In this instalment, we’ll have a look at what things you need to think about when planning your Hardware VTEP deployment. While I’ll be using Brocade VCS as the HW VTEP for this post, some of this info should be applicable to other Vendors’ solutions.
Note that the scope of this discussion is quite extensive. This blog post is not meant to cover all intricacies of your design process. Its purpose is to give you a high level understanding of what’s involved, and to help you formulate better questions. With that out of the way, let’s carry on.
Brocade’s HW VTEP (a.k.a. “overlay gateway”) functionality is available on two model lines of VDX switches: 6740 and 6940. These switch families use different chipset models, 6940 having a more capable one. Because of this, 6940-based HW VTEP has more flexible network placement options.

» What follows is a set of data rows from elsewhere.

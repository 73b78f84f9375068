// crates/fedis-bench-config/src/env.rs
// ============================================================================
// Module: Bench Environment
// Description: Environment variable names and strict readers.
// Purpose: Centralize env parsing with strict UTF-8 validation.
// Dependencies: std
// ============================================================================

//! ## Overview
//! Environment values are parsed with strict UTF-8 enforcement to avoid silent
//! misconfiguration. Invalid UTF-8, empty values, and non-positive numbers
//! fail closed.

// ============================================================================
// SECTION: Environment Constants
// ============================================================================

/// Environment keys recognized by the harness.
#[derive(Debug, Clone, Copy, PartialEq, Eq)]
pub enum BenchEnv {
    /// Server port for the run (positive integer).
    Port,
    /// Server log verbosity forwarded to the child.
    Log,
    /// Concurrent worker count (positive integer).
    Clients,
    /// Seconds per timed measurement (positive integer).
    Duration,
    /// Timed repetitions per metric (positive integer).
    Runs,
    /// Concurrent key distribution (`sharded` or `hotkey`).
    Mode,
    /// Path to a TOML config file.
    Config,
}

impl BenchEnv {
    /// Every recognized key, in documentation order.
    pub const ALL: [Self; 7] = [
        Self::Port,
        Self::Log,
        Self::Clients,
        Self::Duration,
        Self::Runs,
        Self::Mode,
        Self::Config,
    ];

    /// Returns the canonical environment variable name.
    #[must_use]
    pub const fn as_str(self) -> &'static str {
        match self {
            Self::Port => "FEDIS_BENCH_PORT",
            Self::Log => "FEDIS_LOG",
            Self::Clients => "FEDIS_BENCH_CLIENTS",
            Self::Duration => "FEDIS_BENCH_DURATION",
            Self::Runs => "FEDIS_BENCH_RUNS",
            Self::Mode => "FEDIS_BENCH_MODE",
            Self::Config => "FEDIS_BENCH_CONFIG",
        }
    }

    /// Reads this key, rejecting invalid UTF-8 and blank values.
    ///
    /// # Errors
    ///
    /// Returns an error when the value is not UTF-8 or is blank.
    pub fn read(self) -> Result<Option<String>, String> {
        read_env_nonempty(self.as_str())
    }
}

// ============================================================================
// SECTION: Helpers
// ============================================================================

/// Reads an environment variable and enforces UTF-8 validity.
///
/// # Errors
///
/// Returns an error when the environment variable contains invalid UTF-8.
pub fn read_env_strict(name: &str) -> Result<Option<String>, String> {
    std::env::var_os(name).map_or(Ok(None), |raw| {
        raw.into_string().map(Some).map_err(|_| format!("{name} must be valid UTF-8"))
    })
}

/// Reads an environment variable and rejects empty values.
///
/// # Errors
///
/// Returns an error when the variable is set but empty or whitespace.
fn read_env_nonempty(name: &str) -> Result<Option<String>, String> {
    match read_env_strict(name)? {
        Some(value) if value.trim().is_empty() => Err(format!("{name} must not be empty")),
        Some(value) => Ok(Some(value)),
        None => Ok(None),
    }
}

/// Parses a strictly positive integer.
///
/// # Errors
///
/// Returns an error when the value is non-numeric, out of range, or zero.
pub fn parse_positive<T>(name: &str, raw: &str) -> Result<T, String>
where
    T: std::str::FromStr + PartialEq + Default,
{
    let value: T =
        raw.trim().parse().map_err(|_| format!("{name} must be a positive integer"))?;
    if value == T::default() {
        return Err(format!("{name} must be greater than zero"));
    }
    Ok(value)
}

Let’s consider how HW VTEP options change for most common DC network configurations.
1: Brocade VCS fabric as your DC network
You have a set up with spine and leaf switches in a Clos topology. All switches are part of a single VCS fabric. This fabric can contain any mix of 6740, 6940, and 8870 VDX switches.
If your fabric has one or more 6940 switches, you can enable HW VTEP functionality without having to add any new devices. It does not matter where in the fabric your 6940s are – leaf, spine, or border leaf.
You create an overlay-gateway in your VCS, and add rbridge IDs of one to four of your 6940s to it. These switches don’t have to be directly connected to your VLAN-based equipment that needs to talk to VXLANs, and they don’t need to have direct physical links between themselves.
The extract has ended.